Mills grew tragic: "Oh, my beloved, have you come too late?"

Dulcie had not heard of his engagement to Mary. Mills told her, and that settled it. She had very decided ideas on such matters. A man had no right to fall in love with two women. If such a thing happened, there was only one way out of it. He had given his promise and he must keep it. He begged, but could not shake her. She cared a great deal, but she would not take him away from Mary.

Mary knew nothing of what had occurred; she thought that Mills was working too hard. She was working hard herself, but she was very happy. She had a hope chest and sat up sewing late o' nights.

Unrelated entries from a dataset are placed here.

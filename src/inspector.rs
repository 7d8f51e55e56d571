//! Schema discovery.
//!
//! The host runtime needs prop and event names before any view exists, so they are read off a
//! throwaway default instance of the property bag (a “probe”). The probe never holds real data.

use crate::props::PropertyBag;
use std::collections::HashSet;

/// Prop and event names of a property bag, in field declaration order.
#[derive(Debug, Clone, Default, PartialEq, Eq)]
pub struct Schema {
    pub props: Vec<String>,
    pub events: Vec<String>,
}

impl Schema {
    /// Reads the schema of a property bag type off a fresh probe instance.
    pub fn of<P: PropertyBag>() -> Schema {
        let probe = P::default();
        Schema::of_bag(&probe)
    }

    /// Reads the schema of an existing bag.
    pub fn of_bag<P: PropertyBag>(bag: &P) -> Schema {
        let mut schema = Schema::default();
        for field in bag.fields() {
            if let Some(name) = field.prop_name() {
                schema.props.push(name);
            } else if let Some((name, _)) = field.event() {
                schema.events.push(name);
            }
        }
        schema
    }

    /// Names that occur more than once, across props and events.
    ///
    /// Each duplicate is reported once, in order of its second occurrence.
    pub fn duplicates(&self) -> Vec<&str> {
        let mut seen = HashSet::new();
        let mut reported = HashSet::new();
        let mut duplicates = Vec::new();
        for name in self.props.iter().chain(self.events.iter()) {
            if !seen.insert(name.as_str()) && reported.insert(name.as_str()) {
                duplicates.push(name.as_str());
            }
        }
        duplicates
    }
}

/// Prop names of a property bag type, in declaration order.
pub fn supported_prop_names<P: PropertyBag>() -> Vec<String> {
    Schema::of::<P>().props
}

/// Event names of a property bag type, in declaration order.
pub fn supported_event_names<P: PropertyBag>() -> Vec<String> {
    Schema::of::<P>().events
}
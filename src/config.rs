//! Runtime capabilities.

/// Capabilities of the surrounding runtime build.
#[derive(Debug, Clone, Copy, PartialEq, Eq)]
pub struct Capabilities {
    /// Whether views can be composed natively, one per tree node.
    ///
    /// If false, the factory hands out placeholder views instead.
    pub native_composition: bool,
}

impl Capabilities {
    /// Returns a copy with the native composition flag overridden.
    pub fn with_native_composition(self, native_composition: bool) -> Capabilities {
        Capabilities {
            native_composition,
            ..self
        }
    }
}

/// Resolves capabilities from the crate features this build was compiled with.
impl Default for Capabilities {
    fn default() -> Self {
        Capabilities {
            native_composition: cfg!(feature = "native-composition"),
        }
    }
}

#[test]
fn test_capability_override() {
    let caps = Capabilities::default().with_native_composition(false);
    assert!(!caps.native_composition);
    let caps = caps.with_native_composition(true);
    assert!(caps.native_composition);
}
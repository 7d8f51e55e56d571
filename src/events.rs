//! Events.
//!
//! Event fields on a property bag are [`EventEmitter`]s. The factory binds every emitter of a new
//! view to that view's dispatch channel; from then on, emitting sends an [`Event`] to the host
//! runtime, which picks it up whenever it polls.

use crate::view::ViewId;
use core::fmt;
use crossbeam::channel::Sender;
use parking_lot::Mutex;
use serde_json::Value;
use std::sync::Arc;
use tracing::trace;

/// An event on its way to the host runtime.
#[derive(Debug, Clone, PartialEq)]
pub struct Event {
    /// The view that emitted the event.
    pub view: ViewId,

    /// Resolved event name, as reported to the host runtime.
    pub name: String,

    /// Event payload.
    pub payload: Value,
}

pub(crate) type EventSender = Sender<Event>;

struct Binding {
    view: ViewId,
    name: String,
    sender: EventSender,
}

/// An event field.
///
/// Clones share the same binding, so an emitter may be moved into callback closures.
#[derive(Clone, Default)]
pub struct EventEmitter {
    custom_name: Option<&'static str>,
    binding: Arc<Mutex<Option<Binding>>>,
}

impl EventEmitter {
    /// Creates an emitter whose name is derived from its field label.
    pub fn new() -> EventEmitter {
        EventEmitter::default()
    }

    /// Creates an emitter with a custom event name.
    pub fn named(name: &'static str) -> EventEmitter {
        EventEmitter {
            custom_name: Some(name),
            binding: Arc::default(),
        }
    }

    /// The custom event name, if any.
    pub fn custom_name(&self) -> Option<&'static str> {
        self.custom_name
    }

    /// Returns true once the emitter has been wired to a dispatch channel.
    pub fn is_bound(&self) -> bool {
        self.binding.lock().is_some()
    }

    /// Sends an event to the host runtime.
    ///
    /// Returns false if the event was dropped, which happens if the emitter hasn’t been bound yet
    /// or the host runtime has gone away.
    pub fn emit(&self, payload: Value) -> bool {
        let binding = self.binding.lock();
        let binding = match &*binding {
            Some(binding) => binding,
            None => {
                trace!(custom_name = ?self.custom_name, "dropping event from unbound emitter");
                return false;
            }
        };

        let event = Event {
            view: binding.view,
            name: binding.name.clone(),
            payload,
        };
        if binding.sender.send(event).is_err() {
            trace!(view = ?binding.view, name = %binding.name, "dispatch channel is disconnected");
            return false;
        }
        true
    }

    /// Routes this emitter through a view’s dispatch channel.
    pub(crate) fn bind(&self, view: ViewId, name: String, sender: EventSender) {
        *self.binding.lock() = Some(Binding { view, name, sender });
    }
}

impl fmt::Debug for EventEmitter {
    fn fmt(&self, f: &mut fmt::Formatter) -> fmt::Result {
        match &*self.binding.lock() {
            Some(binding) => write!(f, "EventEmitter({:?})", binding.name),
            None => write!(f, "EventEmitter(unbound)"),
        }
    }
}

Before Mary and Mills were married Dulcie's mother died, and Dulcie went abroad to live with an aunt. Five years later she married an American living in Paris. He was much older than she, and it was rumored that she was not happy. Ten years after her marriage she returned to Washington a widow.

It was at once apparent that she had changed. She wore charming but sophisticated clothes, made on youthful lines so that she seemed nearer twenty-five than thirty-five. Her hair was still soft and shining. She had been a pretty girl, she was a beautiful woman. But the greatest change was in her attitude toward life. In Paris her golden-rule philosophy had been turned topsy-turvy.

Hence when she met Mills and found the old flames lighted in his eyes, she stirred the ashes of her dead romance and discovered a spark. It was pleasant after that to talk with him in dim corners at people's houses. Now and then she invited him and Mary to her own big house with plenty of other guests, so that she was not missed if she walked with Mills in the garden. She meant no harm and she was really fond of Mary.

The years had not been so kind to Mills as to Dulcie. They had stolen some of his slenderness, and his hair was thin at the back. But he wrote better books, and it was Mary who had helped him write them. She had made of his house a home. She was still the same sturdy soul. Her bright color had faded and her hair was gray. Life with Mills had not been an easy road to travel. She had traveled it with loss of youth, perhaps, but with no loss of self-respect. She knew that her husband was in some measure what he was because of her. She had kept the children away from his study door; she had seen that he was nourished and sustained. She had prodded him at times to increased activities. He had resented the prodding, but it had resulted in a continuity of effort which had added to his income.

Dulcie came into Mary's life as something very fresh and stimulating. She spoke of it to Mills.